- Developer: Konami Computer Entertainment Tokyo
- Publisher: Konami Computer Entertainment Tokyo
- Series: Beatmania IIDX & Bemani
- Platform: Arcade
- Release: JP: April 21, 1999;
- Genre: Music
- Modes: Single-player & Multiplayer
- Arcade system: Bemani Twinkle

= Beatmania IIDX Club Version =

1999 video game

Beatmania IIDX Club Version was released on April 21, 1999 by Konami to the Japanese arcade audience. It could be linked with a Dance Dance Revolution machine for simultaneous play.

==Gameplay==
Beatmania IIDX tasks the player with performing songs through a controller consisting of seven key buttons and a scratchable turntable. Hitting the notes with strong timing increases the score and groove gauge bar, allowing the player to finish the stage. Failing to do so depletes the gauge until it is empty, abruptly ending the song.

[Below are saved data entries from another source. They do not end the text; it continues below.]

use crate::card::Card;
use crate::celebration::{NoopHook, RevealHook};
use crate::config::GameConfig;
use crate::display::amount_label;
use crate::error::{Result, ScratchError};
use crate::input::{DragPhase, InputEvent, Point};
use crate::prize::{Prize, PrizeAllocator};
use crate::progress::ScratchProgressTracker;
use crate::random::{RandomSource, RngSource};
use crate::reveal::{RevealController, RevealRegistry, Transition};
use crate::surface::{OverlaySurface, PixelMask};
use crate::symbol::SymbolAssigner;
use rand::rngs::StdRng;
use std::collections::HashSet;
use uuid::Uuid;

/// What the page hands over for each card at setup.
#[derive(Debug)]
pub struct CardDescriptor<S> {
    pub id: Uuid,
    pub surface: S,
}

impl<S> CardDescriptor<S> {
    pub fn new(surface: S) -> Self {
        Self::with_id(Uuid::new_v4(), surface)
    }

    pub fn with_id(id: Uuid, surface: S) -> Self {
        Self { id, surface }
    }
}

#[derive(Debug, Default)]
pub struct SetupReport {
    pub dealt: usize,
    pub skipped: Vec<(Uuid, ScratchError)>,
}

#[derive(Debug, Clone, Copy, PartialEq)]
pub enum EventOutcome {
    Ignored,
    Released,
    Erased { fraction: f64 },
    Revealed { prize: Prize },
}

#[derive(Debug)]
struct Slot<S> {
    card: Card,
    tracker: ScratchProgressTracker<S>,
    dragging: bool,
}

/// A set of independent cards sharing one reveal registry.
pub struct ScratchGame<S = PixelMask, H = NoopHook, R = RngSource<StdRng>> {
    id: Uuid,
    config: GameConfig,
    symbols: SymbolAssigner,
    allocator: PrizeAllocator,
    controller: RevealController,
    registry: RevealRegistry,
    slots: Vec<Slot<S>>,
    hook: H,
    rng: R,
}

/// Symbol, then prize, then label.
fn deal<R: RandomSource + ?Sized>(
    id: Uuid,
    symbols: &SymbolAssigner,
    allocator: &PrizeAllocator,
    decoy_days: &[u32],
    rng: &mut R,
) -> Card {
    let symbol = symbols.assign(rng);
    let prize = allocator.allocate(symbol.is_winning, rng);
    let label = amount_label(&prize, decoy_days, rng);
    Card::new(id, symbol, prize, label)
}

impl<S: OverlaySurface, H: RevealHook, R: RandomSource> ScratchGame<S, H, R> {
    pub fn new(
        config: GameConfig,
        descriptors: Vec<CardDescriptor<S>>,
        hook: H,
        mut rng: R,
    ) -> Result<(Self, SetupReport)> {
        config.validate()?;

        let symbols = config.symbol_assigner();
        let allocator = config.prize_allocator();
        let controller = RevealController::new(config.reveal_threshold);

        let mut report = SetupReport::default();
        let mut seen = HashSet::new();
        let mut slots = Vec::with_capacity(descriptors.len());

        for CardDescriptor { id, surface } in descriptors {
            if !seen.insert(id) {
                tracing::warn!("Skipping card {}: duplicate id", id);
                report.skipped.push((
                    id,
                    ScratchError::config(format!("Duplicate card id {}", id)),
                ));
                continue;
            }

            let tracker = match ScratchProgressTracker::new(surface) {
                Ok(tracker) => tracker,
                Err(e) => {
                    tracing::warn!("Skipping card {}: {}", id, e);
                    report.skipped.push((id, e));
                    continue;
                }
            };

            let card = deal(id, &symbols, &allocator, &config.decoy_days, &mut rng);
            tracing::debug!(
                "Dealt card {}: symbol {} prize {}",
                id,
                card.symbol().glyph,
                card.prize()
            );
            slots.push(Slot {
                card,
                tracker,
                dragging: false,
            });
        }

        report.dealt = slots.len();

        let game = Self {
            id: Uuid::new_v4(),
            config,
            symbols,
            allocator,
            controller,
            registry: RevealRegistry::new(),
            slots,
            hook,
            rng,
        };

        tracing::info!(
            "Game {} dealt {} cards ({} skipped)",
            game.id,
            report.dealt,
            report.skipped.len()
        );

        Ok((game, report))
    }

    pub fn id(&self) -> Uuid {
        self.id
    }

    pub fn config(&self) -> &GameConfig {
        &self.config
    }

    pub fn allocator(&self) -> &PrizeAllocator {
        &self.allocator
    }

    pub fn registry(&self) -> &RevealRegistry {
        &self.registry
    }

    pub fn hook(&self) -> &H {
        &self.hook
    }

    pub fn hook_mut(&mut self) -> &mut H {
        &mut self.hook
    }

    pub fn cards(&self) -> impl Iterator<Item = &Card> + '_ {
        self.slots.iter().map(|slot| &slot.card)
    }

    pub fn card_ids(&self) -> Vec<Uuid> {
        self.slots.iter().map(|slot| slot.card.id()).collect()
    }

    pub fn card(&self, card_id: Uuid) -> Result<&Card> {
        let idx = self.slot_index(card_id)?;
        Ok(&self.slots[idx].card)
    }

    pub fn surface(&self, card_id: Uuid) -> Result<&S> {
        let idx = self.slot_index(card_id)?;
        Ok(self.slots[idx].tracker.surface())
    }

    pub fn revealed_count(&self) -> usize {
        self.registry.len()
    }

    pub fn all_revealed(&self) -> bool {
        self.slots.iter().all(|slot| slot.card.is_revealed())
    }

    /// Routes one drag/touch event to a card.
    pub fn handle_event(&mut self, card_id: Uuid, event: &InputEvent) -> Result<EventOutcome> {
        let idx = self.slot_index(card_id)?;

        match event.phase {
            DragPhase::End => {
                self.slots[idx].dragging = false;
                Ok(EventOutcome::Released)
            }
            DragPhase::Start => {
                if self.registry.contains(card_id) {
                    tracing::debug!("Card {} already revealed, drag refused", card_id);
                    return Ok(EventOutcome::Ignored);
                }
                let Some(point) = event.position() else {
                    tracing::warn!("Drag start on card {} without a position", card_id);
                    return Ok(EventOutcome::Ignored);
                };
                self.slots[idx].dragging = true;
                Ok(self.erase_slot(idx, point))
            }
            DragPhase::Move => {
                if !self.slots[idx].dragging {
                    return Ok(EventOutcome::Ignored);
                }
                let Some(point) = event.position() else {
                    tracing::warn!("Drag move on card {} without a position", card_id);
                    return Ok(EventOutcome::Ignored);
                };
                Ok(self.erase_slot(idx, point))
            }
        }
    }

    /// Erases one brush disc at `(x, y)` regardless of drag state.
    pub fn erase_at(&mut self, card_id: Uuid, x: f64, y: f64) -> Result<EventOutcome> {
        let idx = self.slot_index(card_id)?;
        Ok(self.erase_slot(idx, Point::new(x, y)))
    }

    /// Wipes every card and deals fresh symbols and prizes.
    pub fn reset(&mut self) {
        self.registry.clear();

        for slot in &mut self.slots {
            slot.tracker.reset();
            slot.dragging = false;
            slot.card = deal(
                slot.card.id(),
                &self.symbols,
                &self.allocator,
                &self.config.decoy_days,
                &mut self.rng,
            );
        }

        tracing::info!("Game {} reset, {} cards re-dealt", self.id, self.slots.len());
    }

    fn erase_slot(&mut self, idx: usize, point: Point) -> EventOutcome {
        let slot = &mut self.slots[idx];
        let fraction = slot
            .tracker
            .on_erase(point.x, point.y, self.config.brush_radius);

        if slot.card.is_revealed() {
            return EventOutcome::Erased {
                fraction: slot.card.erased_fraction(),
            };
        }

        match self.controller.advance(&mut slot.card, fraction, &self.registry) {
            Transition::Revealed => {
                slot.tracker.finish();
                tracing::info!(
                    "Card {} revealed at {:.1}% erased: {}",
                    slot.card.id(),
                    fraction * 100.0,
                    slot.card.prize()
                );
                self.hook.on_revealed(&slot.card);
                EventOutcome::Revealed {
                    prize: *slot.card.prize(),
                }
            }
            Transition::Started => {
                tracing::debug!("Card {} scratching started", slot.card.id());
                EventOutcome::Erased { fraction }
            }
            Transition::Unchanged => {
                tracing::debug!("Card {} erased {:.3}", slot.card.id(), fraction);
                EventOutcome::Erased { fraction }
            }
        }
    }

    /// The card set is fixed at setup, so an unknown id is a caller bug:
    /// asserts in debug builds, returns `CardNotFound` in release.
    fn slot_index(&self, card_id: Uuid) -> Result<usize> {
        let idx = self.slots.iter().position(|slot| slot.card.id() == card_id);
        debug_assert!(idx.is_some(), "unknown card id {}", card_id);

        idx.ok_or_else(|| {
            tracing::error!("Unknown card id {} in game {}", card_id, self.id);
            ScratchError::CardNotFound(card_id)
        })
    }
}

impl<S, H, R> std::fmt::Debug for ScratchGame<S, H, R> {
    fn fmt(&self, f: &mut std::fmt::Formatter<'_>) -> std::fmt::Result {
        f.debug_struct("ScratchGame")
            .field("id", &self.id)
            .field("cards", &self.slots.len())
            .field("revealed", &self.registry.len())
            .finish()
    }
}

==Development and release==
In 1999 Beatmania IIDX was released. Neil Foster of Hardcore Gaming 101 called the game "a rocky start" for the Beatmania IIDX series, since it had music from Beatmanias first two iterations (1st Mix and 2nd Mix) paired with new songs and remixes. According to Foster, many players were initially not impressed with performing old songs on upgraded hardware, so they switched to Beatmania 4th Mix. Bemani developed several updates to the game after its release, including Beatmania IIDX Club Version. Konami decided to link Club Version (later Substream) cabinets with Dance Dance Revolution 2ndMix machines for simultaneous play, leading to increased success.